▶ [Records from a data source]
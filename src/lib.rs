//! Persistent ordered maps and sets on join-based balanced trees.
//!
//! Maps and sets here are functionally immutable: updating one returns a new
//! version in O(log n) time and space and leaves every previously obtained
//! version intact, with the unchanged majority of the tree shared between
//! versions. On top of single key updates the trees support set algebra
//! (union, intersection, difference) in O(m log (n/m + 1)) work, bulk
//! construction and bulk insertion, order statistics (rank and select), and
//! user defined range accumulations via the [`node::Aug`] trait.
//!
//! The balancing scheme is a compile time parameter: [`avl::Avl`] (the
//! default), [`wbt::Wbt`], [`treap::Treap`] or [`rbt::Rbt`]. All of them run
//! the same generic algorithms, built from a per policy three way join.
//!
//! Large operations fork into rayon's thread pool, so combining two big maps
//! uses every core. Nodes live in a [`tree::TreePool`], a lock free slab
//! allocator; create one pool per key/value/policy combination and build
//! every related map in it:
//!
//! ```
//! use joinmap::{map::Map, tree::TreePool};
//!
//! let pool: TreePool<u64, &str> = TreePool::new();
//! let m = Map::new(&pool);
//! let (m, _) = m.insert(42, "the answer");
//! let (m2, _) = m.insert(7, "lucky");
//! assert_eq!(m.len(), 1); // m is unchanged by the second insert
//! assert_eq!(m2.get(&7), Some(&"lucky"));
//! ```

pub mod avl;
pub mod map;
pub mod node;
mod pool;
pub mod rbt;
pub mod set;
pub mod treap;
pub mod tree;
pub mod wbt;

#[cfg(test)]
mod tests;

pub use crate::{
    map::{AugMap, Map},
    set::{Set, SetPool},
    tree::TreePool,
};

▶ [Task details] Up to and including the line with "every previously obtained", print every line of the records from the start.

▶ [Exercise result]
filename src/lib.rs
//! Persistent ordered maps and sets on join-based balanced trees.
//!
//! Maps and sets here are functionally immutable: updating one returns a new
//! version in O(log n) time and space and leaves every previously obtained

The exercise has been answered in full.